Whenever Brian remembered these things, he would sit in the shack in a kind of startled agony with a small apocalyptic smile on his face.

Brian had tried to protect his mother, but he was too little.

And though they were broke, had nothing, their nights were tortured by the thought of what they owed. The little boy would count up all his toys, and think of how much he could get if he sold them.

Gail looked towards the window. She was waiting for word from Social Services about a piece of paper coming from Quebec that would ensure her child’s welfare. Then she might be able to get some kind of job, perhaps at the fish plant in Neguac.

Every week they went to the road and hiked to town for a stipend of money. But they got little else. The local Social Services took a cursory interest in anyone who demanded nothing. And they would stand at the corner and hike home again.

“What would you do if you found Dora’s money and we got the reward?” she asked Brian, moving her fingers through his hair.

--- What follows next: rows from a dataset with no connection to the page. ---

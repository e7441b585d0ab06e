//! Pakasir QRIS Gateway Client

use std::time::Duration;

use async_trait::async_trait;
use serde::{Deserialize, Serialize};
use serde_json::Value;

use vps_core::OrderId;

use crate::error::{PaymentError, Result};
use crate::gateway::{GatewayTransaction, PaymentGateway};
use crate::http::{DEFAULT_CALL_TIMEOUT, build_client, decode_json};

/// Pakasir client configuration
#[derive(Clone, Debug)]
pub struct PakasirConfig {
    /// API base URL
    pub base_url: String,

    /// Project slug registered with Pakasir
    pub project: String,

    pub api_key: String,

    /// Per-request timeout
    pub timeout: Duration,
}

impl PakasirConfig {
    pub const DEFAULT_BASE_URL: &'static str = "https://app.pakasir.com";

    pub fn new(project: impl Into<String>, api_key: impl Into<String>) -> Self {
        Self {
            base_url: Self::DEFAULT_BASE_URL.into(),
            project: project.into(),
            api_key: api_key.into(),
            timeout: DEFAULT_CALL_TIMEOUT,
        }
    }

    /// Create from environment variables
    pub fn from_env() -> Result<Self> {
        let project = std::env::var("PAKASIR_SLUG")
            .map_err(|_| PaymentError::Config("PAKASIR_SLUG not set".into()))?;
        let api_key = std::env::var("PAKASIR_API_KEY")
            .map_err(|_| PaymentError::Config("PAKASIR_API_KEY not set".into()))?;

        let mut config = Self::new(project, api_key);
        if let Ok(base_url) = std::env::var("PAKASIR_BASE_URL") {
            config.base_url = base_url;
        }
        Ok(config)
    }

    #[must_use]
    pub const fn with_timeout(mut self, timeout: Duration) -> Self {
        self.timeout = timeout;
        self
    }
}

#[derive(Serialize)]
struct CreateTransactionBody<'a> {
    project: &'a str,
    api_key: &'a str,
    order_id: &'a str,
    amount: u64,
}

/// Create response. The gateway nests payment details under `payment` in
/// some versions and returns them flat in others.
#[derive(Debug, Default, Deserialize)]
struct CreateTransactionResponse {
    code: Option<String>,
    qris_string: Option<String>,
    payment_number: Option<String>,
    payment: Option<PaymentDetails>,
}

#[derive(Debug, Default, Deserialize)]
struct PaymentDetails {
    code: Option<String>,
    payment_number: Option<String>,
}

fn non_empty(value: Option<String>) -> Option<String> {
    value.filter(|s| !s.trim().is_empty())
}

impl CreateTransactionResponse {
    fn into_transaction(self) -> GatewayTransaction {
        let (nested_code, nested_number) = self
            .payment
            .map(|p| (p.code, p.payment_number))
            .unwrap_or_default();

        GatewayTransaction {
            payment_code: non_empty(self.code).or_else(|| non_empty(nested_code)),
            payment_string: non_empty(nested_number)
                .or_else(|| non_empty(self.payment_number))
                .or_else(|| non_empty(self.qris_string)),
        }
    }
}

/// Read the status from `transaction.status`, falling back to a top-level
/// `status`. Non-string scalars are rendered as text.
fn extract_status(body: &Value) -> String {
    let tx = body
        .get("transaction")
        .filter(|t| t.is_object())
        .unwrap_or(body);

    match tx.get("status") {
        Some(Value::String(s)) => s.clone(),
        None | Some(Value::Null) => String::new(),
        Some(other) => other.to_string(),
    }
}

/// Pakasir gateway client
pub struct PakasirClient {
    http: reqwest::Client,
    config: PakasirConfig,
}

impl PakasirClient {
    pub fn new(config: PakasirConfig) -> Result<Self> {
        Ok(Self {
            http: build_client(config.timeout)?,
            config,
        })
    }

    /// Create from environment variables
    pub fn from_env() -> Result<Self> {
        Self::new(PakasirConfig::from_env()?)
    }

    fn url(&self, path: &str) -> String {
        format!("{}{}", self.config.base_url.trim_end_matches('/'), path)
    }
}

#[async_trait]
impl PaymentGateway for PakasirClient {
    async fn create_transaction(&self, order_id: &OrderId, amount: u64) -> Result<GatewayTransaction> {
        let body = CreateTransactionBody {
            project: &self.config.project,
            api_key: &self.config.api_key,
            order_id: order_id.as_str(),
            amount,
        };

        let response = self
            .http
            .post(self.url("/api/transactioncreate/qris"))
            .json(&body)
            .send()
            .await?;

        let parsed: CreateTransactionResponse = decode_json(response).await?;
        Ok(parsed.into_transaction())
    }

    async fn transaction_status(&self, order_id: &OrderId, amount: u64) -> Result<String> {
        let amount = amount.to_string();
        let response = self
            .http
            .get(self.url("/api/transactiondetail"))
            .query(&[
                ("project", self.config.project.as_str()),
                ("amount", amount.as_str()),
                ("order_id", order_id.as_str()),
                ("api_key", self.config.api_key.as_str()),
            ])
            .send()
            .await?;

        let body: Value = decode_json(response).await?;
        Ok(extract_status(&body))
    }

    fn hosted_image_url(&self, payment_code: &str) -> String {
        format!("{}/qris/{payment_code}.png", self.config.base_url.trim_end_matches('/'))
    }

    fn name(&self) -> &str {
        "Pakasir"
    }
}

#[cfg(test)]
mod tests {
    use super::*;
    use serde_json::json;

    fn parse(body: Value) -> GatewayTransaction {
        serde_json::from_value::<CreateTransactionResponse>(body)
            .unwrap()
            .into_transaction()
    }

    #[test]
    fn test_config_defaults() {
        let config = PakasirConfig::new("zarvps", "key");
        assert_eq!(config.base_url, "https://app.pakasir.com");
        assert_eq!(config.timeout, DEFAULT_CALL_TIMEOUT);
    }

    #[test]
    fn test_nested_payment_response() {
        let tx = parse(json!({
            "payment": { "payment_number": "00020101021226", "code": "" }
        }));
        assert_eq!(tx.payment_code, None);
        assert_eq!(tx.payment_string.as_deref(), Some("00020101021226"));
    }

    #[test]
    fn test_top_level_code_wins() {
        let tx = parse(json!({
            "code": "PKS123",
            "payment": { "code": "OTHER", "payment_number": "000201" }
        }));
        assert_eq!(tx.payment_code.as_deref(), Some("PKS123"));
        assert_eq!(tx.payment_string.as_deref(), Some("000201"));
    }

    #[test]
    fn test_flat_qris_string() {
        let tx = parse(json!({ "qris_string": "000201abc" }));
        assert_eq!(tx.payment_string.as_deref(), Some("000201abc"));
    }

    #[test]
    fn test_empty_response() {
        assert_eq!(parse(json!({})), GatewayTransaction::default());
    }

    #[test]
    fn test_status_extraction() {
        assert_eq!(extract_status(&json!({"transaction": {"status": "completed"}})), "completed");
        assert_eq!(extract_status(&json!({"status": "PENDING"})), "PENDING");
        assert_eq!(extract_status(&json!({"transaction": null, "status": "BERHASIL"})), "BERHASIL");
        assert_eq!(extract_status(&json!({"transaction": {}})), "");
        assert_eq!(extract_status(&json!({"status": 1})), "1");
    }

    #[test]
    fn test_hosted_image_url() {
        let client = PakasirClient::new(PakasirConfig::new("zarvps", "key")).unwrap();
        assert_eq!(
            client.hosted_image_url("PKS123"),
            "https://app.pakasir.com/qris/PKS123.png"
        );
    }
}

He sat on the bed beside her and smiled as light beyond the plastic on the window came in, and washed his face.

“We would pay back the business loan,” he said, for that’s what Everette had always called anything he had loaned them, “and move into a big house,” he said, “for my birthday is what I would want, with heavy locks on the door that no one could kick at — “

“A house,” she said.

“Yes — where you would have your own room,” he said. “And we would have our own stuff. And go on a trip. I would take you on a trip. That would be my present at my birthday party, if I had money”

They talked about what they would have in their house. And then she tucked him into bed, even though it was early, and turned off the light.